- [What you need to do] Restate exactly, and only, the lines spanning from the one with "in messages short." to the end of the records below.

- [Study material]

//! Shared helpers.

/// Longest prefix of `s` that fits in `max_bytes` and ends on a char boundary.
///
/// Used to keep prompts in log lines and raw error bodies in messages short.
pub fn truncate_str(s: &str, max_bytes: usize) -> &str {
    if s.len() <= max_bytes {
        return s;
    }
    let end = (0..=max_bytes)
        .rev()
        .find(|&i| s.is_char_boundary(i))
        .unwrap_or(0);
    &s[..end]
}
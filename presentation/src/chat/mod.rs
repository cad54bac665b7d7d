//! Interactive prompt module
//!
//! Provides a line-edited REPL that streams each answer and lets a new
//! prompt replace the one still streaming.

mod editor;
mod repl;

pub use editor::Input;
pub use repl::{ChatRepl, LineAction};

- [Answer to the problem]
/// Used to keep prompts in log lines and raw error bodies in messages short.
pub fn truncate_str(s: &str, max_bytes: usize) -> &str {
    if s.len() <= max_bytes {
        return s;
    }
    let end = (0..=max_bytes)
        .rev()
        .find(|&i| s.is_char_boundary(i))
        .unwrap_or(0);
    &s[..end]
}
filename presentation/src/chat/mod.rs
repository cad54bac665b7d7d
//! Interactive prompt module
//!
//! Provides a line-edited REPL that streams each answer and lets a new
//! prompt replace the one still streaming.

mod editor;
mod repl;

pub use editor::Input;
pub use repl::{ChatRepl, LineAction};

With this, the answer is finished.